Hi,
I'm trying to RSA-sign a string and I'm following the example in
http://cryptopp.sourceforge.net/docs/ref/test_cpp-source.html. There is
a function RSASignFile() there that I can adapt to use in-memory strings
instead of files. Problem is that when I use a NullRNG (I used
CryptoPP::NullRNG() because I couldn't find a class NullRNG as indicated
by the example), an exception is thrown (byte GenerateByte() {throw
NotImplemented("NullRNG: NullRNG should only be passed to functions that
don't need to generate random bytes");} ) because apparantly some
randomness is needed somewhere.
But when I replace the random generator with a 'real' RNG, it seems to work:
CryptoPP::RandomPool& GlobalRNG()
{
static CryptoPP::RandomPool randomPool;
return randomPool;
}
and then use 'GlobalRNG()' where the example said to instantiate a NullRNG.

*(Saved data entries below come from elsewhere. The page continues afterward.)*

use std::fmt;
use std::str::FromStr;

use egui::Color32;

use crate::error::EditorError;

/// Pen color of a shape, written as a `#RRGGBB` identifier
#[derive(Debug, Clone, Copy, PartialEq, Eq, serde::Serialize, serde::Deserialize)]
#[serde(try_from = "String", into = "String")]
pub struct ShapeColor(Color32);

impl ShapeColor {
    pub const RED: Self = Self(Color32::from_rgb(0xFF, 0x00, 0x00));
    pub const LIME: Self = Self(Color32::from_rgb(0x0D, 0xFF, 0x00));

    pub const fn from_rgb(r: u8, g: u8, b: u8) -> Self {
        Self(Color32::from_rgb(r, g, b))
    }

    pub fn color32(&self) -> Color32 {
        self.0
    }
}

impl Default for ShapeColor {
    fn default() -> Self {
        Self::RED
    }
}

impl From<Color32> for ShapeColor {
    fn from(color: Color32) -> Self {
        // Shapes are always drawn opaque
        Self(Color32::from_rgb(color.r(), color.g(), color.b()))
    }
}

impl FromStr for ShapeColor {
    type Err = EditorError;

    fn from_str(s: &str) -> Result<Self, Self::Err> {
        let invalid = || EditorError::InvalidColor(s.to_string());

        let hex = s.trim().strip_prefix('#').ok_or_else(invalid)?;
        if hex.len() != 6 || !hex.is_ascii() {
            return Err(invalid());
        }

        let channel = |range: std::ops::Range<usize>| {
            u8::from_str_radix(&hex[range], 16).map_err(|_| invalid())
        };
        Ok(Self::from_rgb(channel(0..2)?, channel(2..4)?, channel(4..6)?))
    }
}

impl TryFrom<String> for ShapeColor {
    type Error = EditorError;

    fn try_from(value: String) -> Result<Self, Self::Error> {
        value.parse()
    }
}

impl From<ShapeColor> for String {
    fn from(color: ShapeColor) -> Self {
        color.to_string()
    }
}

impl fmt::Display for ShapeColor {
    fn fmt(&self, f: &mut fmt::Formatter<'_>) -> fmt::Result {
        write!(f, "#{:02X}{:02X}{:02X}", self.0.r(), self.0.g(), self.0.b())
    }
}

#[cfg(test)]
mod tests {
    use super::*;

    #[test]
    fn test_parse_hex() {
        let color: ShapeColor = "#0dff00".parse().unwrap();
        assert_eq!(color, ShapeColor::LIME);
        assert_eq!(color.to_string(), "#0DFF00");
        assert_eq!(ShapeColor::default().to_string(), "#FF0000");
    }

    #[test]
    fn test_parse_rejects_malformed() {
        for bad in ["FF0000", "#FF00", "#GG0000", "#FF00000", "", "#ÿÿÿ"] {
            assert!(
                matches!(bad.parse::<ShapeColor>(), Err(EditorError::InvalidColor(_))),
                "accepted {bad:?}"
            );
        }
    }

    #[test]
    fn test_from_color32_drops_alpha() {
        let color = ShapeColor::from(Color32::from_rgba_unmultiplied(10, 20, 30, 128));
        assert_eq!(color.color32().a(), 255);
    }

    #[test]
    fn test_serde_as_string() {
        let json = serde_json::to_string(&ShapeColor::RED).unwrap();
        assert_eq!(json, "\"#FF0000\"");
        let back: ShapeColor = serde_json::from_str("\"#0DFF00\"").unwrap();
        assert_eq!(back, ShapeColor::LIME);
        assert!(serde_json::from_str::<ShapeColor>("\"red\"").is_err());
    }
}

The example does state '// RSASSA_PKCS1v15_SHA_Signer ignores the rng.
Use a real RNG for other signature schemes!', so I'm a bit confused why
the RNG is used after all.
My question is: should I just the RandomPool RNG? Why doesn't the sample
work, is there a different way to use a Null RNG?
I hope all of this makes sense, thanks in advance.